Australia’s manufacturing sector to reignite thanks to COVID: IBSA 

Workforce skills program developers, Innovation and Business Skills Australia (IBSA) Group says COVID-19 has presented a “tremendous opportunity” to kick-start Australia’s manufacturing sector. 

Trade disruptions have forced more companies to move production and supply chains onshore and border closures have halted skilled migration, with lasting impacts likely for years to come. 

IBSA Group CEO Sharon Robertson said many more job opportunities, as well as skills-based apprenticeships, are likely to be created due to more companies manufacturing in Australia rather than abroad. 

“Governments are also committed to substantial funding to re-skill our workforce in response to these challenges which is incredibly encouraging and exciting for Australia’s manufacturing and related industries,” she said. 

“Now is the time for all of us invested in skills training in Australia to be bold and determined, to propose and, most importantly, get stuck into implementing practical solutions that will deliver relevant, dynamic training programs that meet the skills needs of current and emerging employers and industries. 

“These solutions need to attract school leavers, the unemployed and current workers to the real skills-based career opportunities available.” 

IBSA Group recently undertook a six-month consultation process with employers and other organisations in the manufacturing and related industries to identify the actions needed to ensure Australia has the highly skilled workers required to support modern manufacturing. 

Work-based learning, apprenticeship training

Robertson said there was strong and clear consensus from manufacturers, training organisations, peak bodies and unions operating within the sector of the need to provide more work-based learning and apprenticeship training opportunities that create pathways to higher skills development. 

“To build sovereign manufacturing capability, industry wants a workforce skilled in product development, new technologies, design and prototyping, along with gaining efficiencies through sustainability and collaborative skills,’’ she said.

“The clear need for the development of advanced skills from the platform of work-based learning was identified. One of the key recommendations of the report is greater recognition of apprenticeships as pathways to higher qualifications and higher learning.

“The manufacturing sector wants to see a system of apprenticeships that incorporate extensive STEM-based skills that provide qualifications equating to a diploma or advanced diploma.’’ 

Opposing findings

The Australian Industry Group Australian Performance of Manufacturing Index dropped 9.2 points to 51.6 in August, indicating weak expansion across manufacturing and effectively pausing a solid period of recovery throughout 2021 (readings above 50 points indicate expansion in activity, with higher results indicating a faster rate of expansion).

Of the six manufacturing sectors in the index, only food and beverages expanded at a faster pace in August (up 1.7 points to 56.5). The related sectors of chemicals (down 8.5 points to 56.4) and TCF, paper & printing (down 24.4 points to 53.3) also expanded, albeit at a slower rate.

Machinery and equipment manufacturing stalled (down 11.3 points to 50.4) while metal products (down 16.2 points to 45.5) and building materials manufacturing (down 15.8 points to 42.4) contracted due to restricted manufacturing and construction activity in NSW and Victoria.

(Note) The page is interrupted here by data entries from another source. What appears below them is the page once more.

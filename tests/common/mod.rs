//! Common test utilities for slngen integration tests
//!
//! A [`SampleTree`] lays out a small source tree with a third-party folder and
//! a configuration file; [`run_slngen`] runs the built binary against it.

// Not every test module uses every helper
#![allow(dead_code)]

use anyhow::{Context, Result};
use slngen_cli::project::ProjectId;
use slngen_cli::test_utils::{DescriptorBuilder, TestWorkspace};
use std::path::Path;
use std::process::Command;

/// Configuration used by [`SampleTree`].
pub const SAMPLE_CONFIG: &str = r#"source-folders = ["src"]
third-party-folders = ["packages"]

[[groups]]
name = "web"
projects = ["Acme.Web"]

[[groups]]
name = "tools"
projects = ["Acme.Tools"]

[[groups]]
name = "everything"
groups = ["web", "tools"]
"#;

/// Five projects and one third-party package:
///
/// ```text
/// Acme.Web   -> Acme.Data -> Acme.Core -> Vendor.Json.dll (third party)
/// Acme.Tools -> Acme.Core
/// Acme.Orphan
/// ```
pub struct SampleTree {
    pub workspace: TestWorkspace,
    pub core: ProjectId,
    pub data: ProjectId,
    pub web: ProjectId,
    pub tools: ProjectId,
    pub orphan: ProjectId,
}

impl SampleTree {
    pub fn new() -> Result<Self> {
        let workspace = TestWorkspace::new()?;
        workspace.write_file("packages/Vendor.Json/Vendor.Json.dll", "json")?;
        workspace.write_file("packages/Vendor.Json/Vendor.Json.dep", "deps")?;
        workspace.write_file("packages/Vendor.Xml/Vendor.Xml.dll", "xml")?;

        let core = DescriptorBuilder::library("Acme.Core")
            .file_reference("System", None)
            .file_reference(
                "Vendor.Json, Version=9.0.0.0, Culture=neutral",
                Some("..\\..\\packages\\Vendor.Json\\Vendor.Json.dll"),
            );
        let data = DescriptorBuilder::library("Acme.Data")
            .file_reference("System.Data", None)
            .project_reference(&core, "..\\Core\\Core.csproj");
        let web = DescriptorBuilder::exe("Acme.Web").project_reference(&data, "..\\Data\\Data.csproj");
        let tools = DescriptorBuilder::exe("Acme.Tools").project_reference(&core, "..\\Core\\Core.csproj");
        let orphan = DescriptorBuilder::library("Acme.Orphan");

        workspace.write_descriptor("src/Core/Core.csproj", &core)?;
        workspace.write_descriptor("src/Data/Data.csproj", &data)?;
        workspace.write_descriptor("src/Web/Web.csproj", &web)?;
        workspace.write_descriptor("src/Tools/Tools.csproj", &tools)?;
        workspace.write_descriptor("src/Orphan/Orphan.csproj", &orphan)?;
        workspace.write_config(SAMPLE_CONFIG)?;

        Ok(Self {
            workspace,
            core: core.project_id(),
            data: data.project_id(),
            web: web.project_id(),
            tools: tools.project_id(),
            orphan: orphan.project_id(),
        })
    }

    pub fn root(&self) -> &Path {
        &self.workspace.root
    }

    /// Run slngen with the tree root as working directory.
    pub fn run(&self, args: &[&str]) -> Result<CommandOutput> {
        run_slngen(self.root(), args)
    }
}

/// Captured output of one slngen invocation.
pub struct CommandOutput {
    pub stdout: String,
    pub stderr: String,
    pub success: bool,
    pub code: Option<i32>,
}

impl CommandOutput {
    /// Assert the command succeeded
    pub fn assert_success(&self) -> &Self {
        assert!(self.success, "Command failed with code {:?}\nStderr: {}", self.code, self.stderr);
        self
    }

    /// Assert the command failed with exit status 1
    pub fn assert_failure(&self) -> &Self {
        assert_eq!(self.code, Some(1), "Expected exit status 1\nStdout: {}\nStderr: {}", self.stdout, self.stderr);
        self
    }

    /// Assert stdout contains the given text
    pub fn assert_stdout_contains(&self, text: &str) -> &Self {
        assert!(self.stdout.contains(text), "Expected stdout to contain '{text}'\nActual stdout: {}", self.stdout);
        self
    }

    /// Assert stderr contains the given text
    pub fn assert_stderr_contains(&self, text: &str) -> &Self {
        assert!(self.stderr.contains(text), "Expected stderr to contain '{text}'\nActual stderr: {}", self.stderr);
        self
    }
}

/// Run the slngen binary in `dir`.
pub fn run_slngen(dir: &Path, args: &[&str]) -> Result<CommandOutput> {
    let output = Command::new(env!("CARGO_BIN_EXE_slngen"))
        .args(args)
        .current_dir(dir)
        .env("NO_COLOR", "1")
        .env_remove("RUST_LOG")
        .output()
        .context("Failed to run slngen")?;

    Ok(CommandOutput {
        stdout: String::from_utf8_lossy(&output.stdout).to_string(),
        stderr: String::from_utf8_lossy(&output.stderr).to_string(),
        success: output.status.success(),
        code: output.status.code(),
    })
}

/// Solution lines without the byte-order mark, split on CRLF.
pub fn solution_lines(content: &str) -> Vec<&str> {
    content.trim_start_matches('\u{feff}').split("\r\n").collect()
}
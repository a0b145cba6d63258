//! Test utilities for slngen
//!
//! Helpers for writing tests against real files on disk:
//! - [`DescriptorBuilder`] renders project descriptors
//! - [`TestWorkspace`] lays out a source tree in a temporary directory
//! - [`init_test_logging`] routes `tracing` output to the test harness
//!
//! # Example
//!
//! ```rust,no_run
//! use slngen_cli::test_utils::{DescriptorBuilder, TestWorkspace};
//!
//! let workspace = TestWorkspace::new().unwrap();
//! let core = DescriptorBuilder::library("Acme.Core");
//! let app = DescriptorBuilder::exe("Acme.App").project_reference(&core, "../Core/Core.csproj");
//! workspace.write_descriptor("src/Core/Core.csproj", &core).unwrap();
//! workspace.write_descriptor("src/App/App.csproj", &app).unwrap();
//! ```

pub mod descriptor;
pub mod workspace;

pub use descriptor::DescriptorBuilder;
pub use workspace::TestWorkspace;

use std::sync::Once;
use tracing::Level;
use tracing_subscriber::EnvFilter;

/// Global flag to ensure logging is only initialized once in tests
static INIT_LOGGING: Once = Once::new();

/// Initialize logging for tests.
///
/// Only the first call has an effect. Uses `level` when given, otherwise
/// `RUST_LOG`; with neither, logging stays off.
///
/// ```bash
/// RUST_LOG=slngen_cli=trace cargo test
/// ```
pub fn init_test_logging(level: Option<Level>) {
    INIT_LOGGING.call_once(|| {
        let filter = if let Some(level) = level {
            EnvFilter::new(level.to_string())
        } else if std::env::var("RUST_LOG").is_ok() {
            EnvFilter::from_default_env()
        } else {
            return;
        };

        let _ = tracing_subscriber::fmt()
            .with_env_filter(filter)
            .with_test_writer()
            .with_target(true)
            .with_thread_ids(false)
            .try_init();
    });
}
//! Integration test suite for slngen
//!
//! End-to-end tests over real source trees written to temporary
//! directories.
//!
//! # Running Integration Tests
//!
//! ```bash
//! cargo test --test integration
//! ```
//!
//! # Test Organization
//!
//! - **generation**: library API, from configuration to written solution
//! - **failures**: cycles, duplicates and policy failures abort without output
//! - **cli**: the `slngen` binary, its output and exit status

#[path = "../common/mod.rs"]
mod common;

mod cli;
mod failures;
mod generation;
impl ProjectReader for XmlProjectReader {
    fn parse(&self, path: &Path, content: &str) -> Result<ProjectDescriptor> {
        let content = content.trim_start_matches('\u{feff}');
        let document = Document::parse(content).map_err(|e| malformed(path, e.to_string()))?;

        let id_text = required_value(&document, path, "ProjectGuid")?;
        let id: ProjectId = id_text
            .parse()
            .map_err(|e| malformed(path, format!("Property [ProjectGuid] is not a GUID: {e}")))?;

        let root_namespace = required_value(&document, path, "RootNamespace")?;
        let output_type: OutputType = required_value(&document, path, "OutputType")?
            .parse()
            .map_err(|e: String| malformed(path, e))?;

        let assembly_name = single_value(&document, "AssemblyName")
            .filter(|name| !name.is_empty())
            .unwrap_or_else(|| root_namespace.clone());

        let directory = path.parent().map(PathBuf::from).unwrap_or_default();
        let output_folder = match single_value(&document, "OutputPath") {
            Some(output_path) if !output_path.is_empty() => {
                path::resolve(&directory, &path::from_msbuild(&output_path))
            }
            _ => path::normalize(&directory),
        };
        let resolved_output =
            output_folder.join(format!("{assembly_name}.{}", output_type.extension()));

        let key_file = single_value(&document, "AssemblyOriginatorKeyFile").filter(|k| !k.is_empty());

        let mut references = item_references(&document, path, "Reference", ReferenceKind::File)?;
        references.extend(item_references(&document, path, "ProjectReference", ReferenceKind::Project)?);
        if let Some(list) = single_value(&document, "SilverlightApplicationList") {
            references.extend(parse_platform_applications(&list).map_err(|e| malformed(path, e))?);
        }

        let included_files = document
            .descendants()
            .filter(|n| is_msbuild_element(n, "Compile"))
            .filter_map(|n| {
                n.attribute("Include").map(|include| IncludedFile {
                    include: include.to_string(),
                    link: child_value(&n, "Link"),
                })
            })
            .collect();

        let is_launcher = output_type.is_executable()
            || directory.join(WEB_CONFIG_FILE).is_file()
            || assembly_name.to_lowercase().contains(TEST_NAME_MARKER);

        trace!(
            path = %path.display(),
            id = %id,
            references = references.len(),
            "Parsed project descriptor"
        );

        Ok(ProjectDescriptor {
            path: path.to_path_buf(),
            id,
            assembly_name,
            root_namespace,
            output_type,
            output_folder,
            resolved_output,
            key_file,
            references,
            included_files,
            is_launcher,
        })
    }
}

/// Parse a packed platform-application list: `id|path` entries separated by
/// commas. Entries with fewer than two parts are ignored.
pub fn parse_platform_applications(list: &str) -> Result<Vec<DeclaredReference>, String> {
    let mut references = Vec::new();
    for entry in list.split(',').filter(|e| !e.is_empty()) {
        let parts: Vec<&str> = entry.split('|').collect();
        if parts.len() < 2 {
            continue;
        }
        let target: ProjectId = parts[0]
            .parse()
            .map_err(|e| format!("invalid platform-application identifier '{}': {e}", parts[0].trim()))?;
        references.push(DeclaredReference {
            kind: ReferenceKind::PlatformApplication,
            include: None,
            hint_path: Some(parts[1].trim().to_string()),
            target: Some(target),
        });
    }
    Ok(references)
}

fn item_references(
    document: &Document<'_>,
    path: &Path,
    element: &str,
    kind: ReferenceKind,
) -> Result<Vec<DeclaredReference>> {
    document
        .descendants()
        .filter(|n| is_msbuild_element(n, element))
        .map(|node| -> Result<DeclaredReference> {
            let target = match child_value(&node, "Project") {
                Some(text) if kind == ReferenceKind::Project => Some(text.parse::<ProjectId>().map_err(|e| {
                    malformed(path, format!("ProjectReference target '{text}' is not a GUID: {e}"))
                })?),
                _ => None,
            };
            Ok(DeclaredReference {
                kind,
                include: node.attribute("Include").map(str::to_string),
                hint_path: child_value(&node, "HintPath"),
                target,
            })
        })
        .collect()
}

fn is_msbuild_element(node: &Node<'_, '_>, name: &str) -> bool {
    node.is_element()
        && node.tag_name().name() == name
        && matches!(node.tag_name().namespace(), None | Some(MSBUILD_NAMESPACE))
}

fn text_of(node: &Node<'_, '_>) -> String {
    node.descendants()
        .filter(Node::is_text)
        .filter_map(|n| n.text())
        .collect::<String>()
        .trim()
        .to_string()
}

fn child_value(node: &Node<'_, '_>, name: &str) -> Option<String> {
    node.children().find(|n| is_msbuild_element(n, name)).map(|n| text_of(&n))
}

fn single_value(document: &Document<'_>, name: &str) -> Option<String> {
    document.descendants().find(|n| is_msbuild_element(n, name)).map(|n| text_of(&n))
}

fn required_value(document: &Document<'_>, path: &Path, name: &str) -> Result<String> {
    match single_value(document, name) {
        None => Err(malformed(path, format!("Property [{name}] not found"))),
        Some(value) if value.is_empty() => Err(malformed(path, format!("Property [{name}] is empty"))),
        Some(value) => Ok(value),
    }
}

fn malformed(path: &Path, reason: impl Into<String>) -> anyhow::Error {
    SlnError::MalformedDescriptor {
        path: path.display().to_string(),
        reason: reason.into(),
    }
    .into()
}

#[cfg(test)]
mod tests {
    use super::*;
    use tempfile::TempDir;

    const LIBRARY: &str = r#"<?xml version="1.0" encoding="utf-8"?>
<Project ToolsVersion="4.0" xmlns="http://schemas.microsoft.com/developer/msbuild/2003">
  <PropertyGroup>
    <ProjectGuid>{0f4e7c36-6b45-4b2b-9e3a-7d4f6c8b1a20}</ProjectGuid>
    <OutputType>Library</OutputType>
    <RootNamespace>Acme.Core</RootNamespace>
    <OutputPath>..\bin\Debug\</OutputPath>
    <AssemblyOriginatorKeyFile>..\keys\acme.snk</AssemblyOriginatorKeyFile>
  </PropertyGroup>
  <PropertyGroup Condition="'$(Configuration)' == 'Release'">
    <OutputPath>..\bin\Release\</OutputPath>
  </PropertyGroup>
  <ItemGroup>
    <Reference Include="log4net, Version=1.2.10.0, Culture=neutral">
      <HintPath>..\packages\log4net.dll</HintPath>
    </Reference>
    <Reference Include="System.Xml" />
  </ItemGroup>
  <ItemGroup>
    <ProjectReference Include="..\Util\Util.csproj">
      <Project>{11111111-2222-3333-4444-555555555555}</Project>
      <Name>Util</Name>
    </ProjectReference>
  </ItemGroup>
  <ItemGroup>
    <Compile Include="Class1.cs" />
    <Compile Include="..\Shared\AssemblyVersion.cs">
      <Link>Properties\AssemblyVersion.cs</Link>
    </Compile>
  </ItemGroup>
</Project>"#;

    #[cfg(unix)]
    #[test]
    fn test_parse_library_descriptor() {
        let path = Path::new("/src/Core/Core.csproj");
        let descriptor = XmlProjectReader::new().parse(path, LIBRARY).unwrap();

        assert_eq!(descriptor.id.to_string(), "{0F4E7C36-6B45-4B2B-9E3A-7D4F6C8B1A20}");
        assert_eq!(descriptor.assembly_name, "Acme.Core");
        assert_eq!(descriptor.output_type, OutputType::Library);
        assert_eq!(descriptor.output_folder, PathBuf::from("/src/bin/Debug"));
        assert_eq!(descriptor.resolved_output, PathBuf::from("/src/bin/Debug/Acme.Core.dll"));
        assert_eq!(descriptor.key_file.as_deref(), Some("..\\keys\\acme.snk"));
        assert!(!descriptor.is_launcher);

        assert_eq!(descriptor.references.len(), 3);
        assert_eq!(descriptor.count_of(ReferenceKind::File), 2);
        assert_eq!(descriptor.references[0].hint_path.as_deref(), Some("..\\packages\\log4net.dll"));
        assert_eq!(descriptor.references[1].hint_path, None);

        let project_ref = &descriptor.references[2];
        assert_eq!(project_ref.kind, ReferenceKind::Project);
        assert_eq!(
            project_ref.target.unwrap().to_string(),
            "{11111111-2222-3333-4444-555555555555}"
        );

        assert_eq!(descriptor.included_files.len(), 2);
        assert_eq!(
            descriptor.included_files[1].link.as_deref(),
            Some("Properties\\AssemblyVersion.cs")
        );
    }

    #[cfg(unix)]
    #[test]
    fn test_exe_output_and_assembly_name() {
        let content = r#"<Project xmlns="http://schemas.microsoft.com/developer/msbuild/2003">
  <PropertyGroup>
    <ProjectGuid>{22222222-2222-2222-2222-222222222222}</ProjectGuid>
    <OutputType>Exe</OutputType>
    <RootNamespace>Acme.Tool</RootNamespace>
    <AssemblyName>acmetool</AssemblyName>
  </PropertyGroup>
</Project>"#;
        let descriptor = XmlProjectReader::new().parse(Path::new("/src/Tool/Tool.csproj"), content).unwrap();

        assert_eq!(descriptor.resolved_output, PathBuf::from("/src/Tool/acmetool.exe"));
        assert!(descriptor.is_launcher);
    }

    #[test]
    fn test_descriptor_without_namespace_is_accepted() {
        let content = r"<Project>
  <PropertyGroup>
    <ProjectGuid>33333333-3333-3333-3333-333333333333</ProjectGuid>
    <OutputType>Library</OutputType>
    <RootNamespace>Acme.Tests</RootNamespace>
  </PropertyGroup>
</Project>";
        let descriptor = XmlProjectReader::new().parse(Path::new("Tests.csproj"), content).unwrap();
        assert_eq!(descriptor.assembly_name, "Acme.Tests");
        assert!(descriptor.is_launcher, "test assemblies are launchers");
    }

    #[test]
    fn test_foreign_namespace_is_ignored() {
        let content = r#"<Project xmlns="urn:other">
  <PropertyGroup>
    <ProjectGuid>33333333-3333-3333-3333-333333333333</ProjectGuid>
    <OutputType>Library</OutputType>
    <RootNamespace>Acme</RootNamespace>
  </PropertyGroup>
</Project>"#;
        let error = XmlProjectReader::new().parse(Path::new("X.csproj"), content).unwrap_err();
        assert!(error.to_string().contains("Property [ProjectGuid] not found"));
    }

    #[test]
    fn test_missing_and_empty_required_properties() {
        let empty_namespace = r"<Project><PropertyGroup>
    <ProjectGuid>33333333-3333-3333-3333-333333333333</ProjectGuid>
    <OutputType>Library</OutputType>
    <RootNamespace>  </RootNamespace>
</PropertyGroup></Project>";
        let error = XmlProjectReader::new().parse(Path::new("X.csproj"), empty_namespace).unwrap_err();
        assert!(matches!(
            error.downcast_ref::<SlnError>(),
            Some(SlnError::MalformedDescriptor { reason, .. }) if reason == "Property [RootNamespace] is empty"
        ));

        let bad_type = r"<Project><PropertyGroup>
    <ProjectGuid>33333333-3333-3333-3333-333333333333</ProjectGuid>
    <OutputType>Module</OutputType>
    <RootNamespace>Acme</RootNamespace>
</PropertyGroup></Project>";
        assert!(XmlProjectReader::new().parse(Path::new("X.csproj"), bad_type).is_err());

        assert!(XmlProjectReader::new().parse(Path::new("X.csproj"), "<Project>").is_err());
    }

    #[test]
    fn test_web_config_marks_launcher() {
        let temp = TempDir::new().unwrap();
        std::fs::write(temp.path().join("Web.config"), "<configuration/>").unwrap();
        let content = r"<Project><PropertyGroup>
    <ProjectGuid>44444444-4444-4444-4444-444444444444</ProjectGuid>
    <OutputType>Library</OutputType>
    <RootNamespace>Acme.Site</RootNamespace>
</PropertyGroup></Project>";

        let descriptor = XmlProjectReader::new()
            .parse(&temp.path().join("Site.csproj"), content)
            .unwrap();
        assert!(descriptor.is_launcher);
    }

    #[test]
    fn test_parse_platform_applications() {
        let list = "{55555555-5555-5555-5555-555555555555}|..\\Client\\Client.csproj|ClientBin|False,,broken,\
                    66666666-6666-6666-6666-666666666666|..\\Other\\Other.csproj";
        let references = parse_platform_applications(list).unwrap();

        assert_eq!(references.len(), 2);
        assert!(references.iter().all(|r| r.kind == ReferenceKind::PlatformApplication));
        assert_eq!(references[0].hint_path.as_deref(), Some("..\\Client\\Client.csproj"));
        assert_eq!(
            references[1].target.unwrap().to_string(),
            "{66666666-6666-6666-6666-666666666666}"
        );

        assert!(parse_platform_applications("nope|path").is_err());
    }
}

Ai Group CEO Innes Willox said, “August saw a steep retreat from the healthy expansion in manufacturing performance that has characterised most of this year. Lockdowns across the country, particularly in NSW and Victoria were the major detractor from performance with ongoing strength outside of these states sufficiently strong to maintain the national performance in positive territory (although by a slim margin).

“The building materials and metal product sectors saw the steepest declines due in large part to the impacts of lockdown measures on the construction sector. The food and beverage and chemicals product sectors continued to grow strongly while the machinery & equipment sector barely held onto recent gains. Employment grew slightly across the manufacturing sector as manufacturers built up stocks rather than cut back on production.

“Looking forward, there was positive news in the further growth in new orders in August and the easing of restrictions on construction will go some way to rebuilding confidence or at least hope among its suppliers.”